▶ **Aim of the task**: Find the lines of the listing that contain the string "InboxId", and return them.

▶ **Input for this task**:

☆ ☆ ☆ ☆

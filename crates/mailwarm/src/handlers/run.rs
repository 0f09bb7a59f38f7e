//! Manual tick trigger.

use axum::Json;
use axum::extract::State;
use mailwarm_core::TickReport;

use crate::error::ApiResult;
use crate::state::SharedState;

/// Runs one tick synchronously and returns its report.
pub async fn run_now_handler(State(state): State<SharedState>) -> ApiResult<Json<TickReport>> {
    Ok(Json(state.tick().await?))
}
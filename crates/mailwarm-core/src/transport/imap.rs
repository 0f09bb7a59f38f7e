//! IMAP adapter for the inbound pass.

use std::collections::HashMap;
use std::sync::{Mutex, PoisonError};
use std::time::Duration;

use async_trait::async_trait;
use mailwarm_imap::connection::{ImapStream, connect_plain, connect_tls};
use mailwarm_imap::{Client, Flag, Selected, Uid};
use tokio::time::error::Elapsed;
use tracing::debug;

use super::{InboundMessage, InboundTransport, TransportError, TransportErrorKind};
use crate::model::{Inbox, InboxId, Security};

type Session = Client<ImapStream, Selected>;

/// Polls each inbox's `INBOX` folder over IMAP.
///
/// A session opened by [`fetch_unseen`](InboundTransport::fetch_unseen) is
/// reused by the flag operations that follow and closed by
/// [`finish`](InboundTransport::finish).
pub struct ImapTransport {
    io_timeout: Duration,
    sessions: Mutex<HashMap<InboxId, Session>>,
}

impl std::fmt::Debug for ImapTransport {
    fn fmt(&self, f: &mut std::fmt::Formatter<'_>) -> std::fmt::Result {
        f.debug_struct("ImapTransport")
            .field("io_timeout", &self.io_timeout)
            .finish_non_exhaustive()
    }
}

impl ImapTransport {
    /// Creates a transport bounding every round trip by `io_timeout`.
    #[must_use]
    pub fn new(io_timeout: Duration) -> Self {
        Self {
            io_timeout,
            sessions: Mutex::new(HashMap::new()),
        }
    }

    fn take(&self, id: &InboxId) -> Option<Session> {
        self.sessions
            .lock()
            .unwrap_or_else(PoisonError::into_inner)
            .remove(id)
    }

    fn put(&self, id: &InboxId, session: Session) {
        self.sessions
            .lock()
            .unwrap_or_else(PoisonError::into_inner)
            .insert(id.clone(), session);
    }

    async fn session(&self, inbox: &Inbox) -> Result<Session, TransportError> {
        if let Some(session) = self.take(&inbox.id) {
            return Ok(session);
        }
        tokio::time::timeout(self.io_timeout, open(inbox))
            .await
            .map_err(|_| TransportError::timeout("IMAP login"))?
    }

    /// Returns the session to the cache unless the connection is suspect.
    fn settle<T>(
        &self,
        id: &InboxId,
        session: Session,
        result: Result<mailwarm_imap::Result<T>, Elapsed>,
        operation: &str,
    ) -> Result<T, TransportError> {
        match result {
            Ok(Ok(value)) => {
                self.put(id, session);
                Ok(value)
            }
            Ok(Err(e)) => {
                if e.is_rejection() {
                    self.put(id, session);
                }
                Err(e.into())
            }
            Err(_) => Err(TransportError::timeout(operation)),
        }
    }

    async fn add_flag(&self, inbox: &Inbox, id: &str, flag: Flag) -> Result<(), TransportError> {
        let uid = parse_uid(id)?;
        let mut session = self.session(inbox).await?;
        let result =
            tokio::time::timeout(self.io_timeout, session.uid_add_flags(uid, &[flag])).await;
        self.settle(&inbox.id, session, result, "IMAP STORE")
    }
}

#[async_trait]
impl InboundTransport for ImapTransport {
    async fn fetch_unseen(&self, inbox: &Inbox) -> Result<Vec<InboundMessage>, TransportError> {
        let mut session = self.session(inbox).await?;
        let result = tokio::time::timeout(self.io_timeout, async {
            let uids = session.uid_search("UNSEEN").await?;
            session.uid_fetch_headers(&uids).await
        })
        .await;
        let headers = self.settle(&inbox.id, session, result, "IMAP fetch")?;
        debug!(inbox = %inbox.id, unseen = headers.len(), "fetched unseen headers");

        Ok(headers
            .into_iter()
            .map(|h| InboundMessage {
                id: h.uid.to_string(),
                reply_to: h.reply_to.unwrap_or_else(|| h.from.clone()),
                from: h.from,
                subject: h.subject,
                message_id: h.message_id,
            })
            .collect())
    }

    async fn mark_seen(&self, inbox: &Inbox, id: &str) -> Result<(), TransportError> {
        self.add_flag(inbox, id, Flag::Seen).await
    }

    async fn flag(&self, inbox: &Inbox, id: &str) -> Result<(), TransportError> {
        self.add_flag(inbox, id, Flag::Flagged).await
    }

    async fn finish(&self, inbox: &Inbox) {
        if let Some(session) = self.take(&inbox.id) {
            match tokio::time::timeout(self.io_timeout, session.logout()).await {
                Ok(Ok(())) => {}
                Ok(Err(e)) => debug!(inbox = %inbox.id, error = %e, "IMAP logout failed"),
                Err(_) => debug!(inbox = %inbox.id, "IMAP logout timed out"),
            }
        }
    }
}

async fn open(inbox: &Inbox) -> Result<Session, TransportError> {
    let config = &inbox.imap;
    if !config.is_complete() {
        return Err(TransportError::new(
            TransportErrorKind::Configuration,
            "IMAP credentials are incomplete",
        ));
    }

    let port = config.effective_port();
    let stream = match config.security {
        Security::Tls => connect_tls(&config.host, port).await,
        Security::StartTls | Security::None => connect_plain(&config.host, port).await,
    }
    .map_err(connect_error)?;

    let client = Client::from_stream(stream).await.map_err(connect_error)?;
    let client = if config.security == Security::StartTls {
        client.starttls(&config.host).await.map_err(connect_error)?
    } else {
        client
    };

    let client = client
        .login(&config.username, &config.password)
        .await
        .map_err(|e| match e {
            mailwarm_imap::Error::No(text) => TransportError::new(TransportErrorKind::Auth, text),
            other => other.into(),
        })?;
    let (session, exists) = client.select("INBOX").await?;
    debug!(inbox = %inbox.id, exists, "IMAP session opened");
    Ok(session)
}

fn parse_uid(id: &str) -> Result<Uid, TransportError> {
    id.parse::<u32>()
        .ok()
        .and_then(Uid::new)
        .ok_or_else(|| TransportError::new(TransportErrorKind::Protocol, format!("invalid UID {id:?}")))
}

fn connect_error(error: mailwarm_imap::Error) -> TransportError {
    TransportError::new(TransportErrorKind::Connect, error.to_string())
}

impl From<mailwarm_imap::Error> for TransportError {
    fn from(error: mailwarm_imap::Error) -> Self {
        use mailwarm_imap::Error as E;

        let kind = match &error {
            E::Io(_) | E::Tls(_) | E::InvalidDnsName(_) | E::Bye(_) => TransportErrorKind::Connect,
            E::No(_) | E::Bad(_) => TransportErrorKind::Rejected,
            E::InvalidState(_) | E::Protocol(_) => TransportErrorKind::Protocol,
        };
        Self::new(kind, error.to_string())
    }
}
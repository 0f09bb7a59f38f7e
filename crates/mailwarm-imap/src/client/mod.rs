//! Type-state IMAP client.
//!
//! Each state only exposes the commands valid in it; transitions consume the
//! client and return it in the new state.

#![allow(clippy::missing_errors_doc)]

mod authenticated;
mod not_authenticated;
mod selected;
mod states;

use tokio::io::{AsyncRead, AsyncWrite};

pub use self::states::{Authenticated, NotAuthenticated, Selected};
use crate::command::{Command, TagGenerator};
use crate::connection::FramedStream;
use crate::response::{self, Response};
use crate::{Error, Result};

/// IMAP client connection with type-state.
pub struct Client<S, State> {
    pub(crate) stream: FramedStream<S>,
    pub(crate) tags: TagGenerator,
    pub(crate) state: State,
}

impl<S, State: std::fmt::Debug> std::fmt::Debug for Client<S, State> {
    fn fmt(&self, f: &mut std::fmt::Formatter<'_>) -> std::fmt::Result {
        f.debug_struct("Client")
            .field("tags", &self.tags)
            .field("state", &self.state)
            .finish_non_exhaustive()
    }
}

impl<S, State> Client<S, State>
where
    S: AsyncRead + AsyncWrite + Unpin,
{
    /// Logs out and closes the session.
    ///
    /// The server's `* BYE` is expected here and is not treated as an error.
    pub async fn logout(mut self) -> Result<()> {
        let tag = self.tags.next_tag();
        self.stream
            .write_command(&Command::Logout.serialize(&tag))
            .await?;

        loop {
            match self.stream.read_response().await {
                Ok(response) if response.is_tagged(&tag) => {
                    return response::check_tagged_ok(&[response], &tag);
                }
                Ok(_) => {}
                // Some servers close right after BYE.
                Err(Error::Io(e)) if e.kind() == std::io::ErrorKind::UnexpectedEof => {
                    return Ok(());
                }
                Err(e) => return Err(e),
            }
        }
    }

    /// Sends a command and returns every response up to and including its
    /// tagged completion, which must be OK.
    pub(crate) async fn execute(&mut self, command: &Command) -> Result<Vec<Response>> {
        let tag = self.tags.next_tag();
        if command.is_sensitive() {
            tracing::trace!(%tag, "C: <credentials redacted>");
        } else {
            tracing::trace!(%tag, ?command, "C:");
        }

        self.stream.write_command(&command.serialize(&tag)).await?;
        let responses = self.stream.read_until_tagged(&tag).await?;
        response::check_tagged_ok(&responses, &tag)?;
        Ok(responses)
    }

    fn transition<Next>(self, state: Next) -> Client<S, Next> {
        Client {
            stream: self.stream,
            tags: self.tags,
            state,
        }
    }
}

☆ ☆ ☆ ☆

▶ **Solution for this task**:
use crate::model::{Inbox, InboxId, Security};
    sessions: Mutex<HashMap<InboxId, Session>>,
    fn take(&self, id: &InboxId) -> Option<Session> {
    fn put(&self, id: &InboxId, session: Session) {
        id: &InboxId,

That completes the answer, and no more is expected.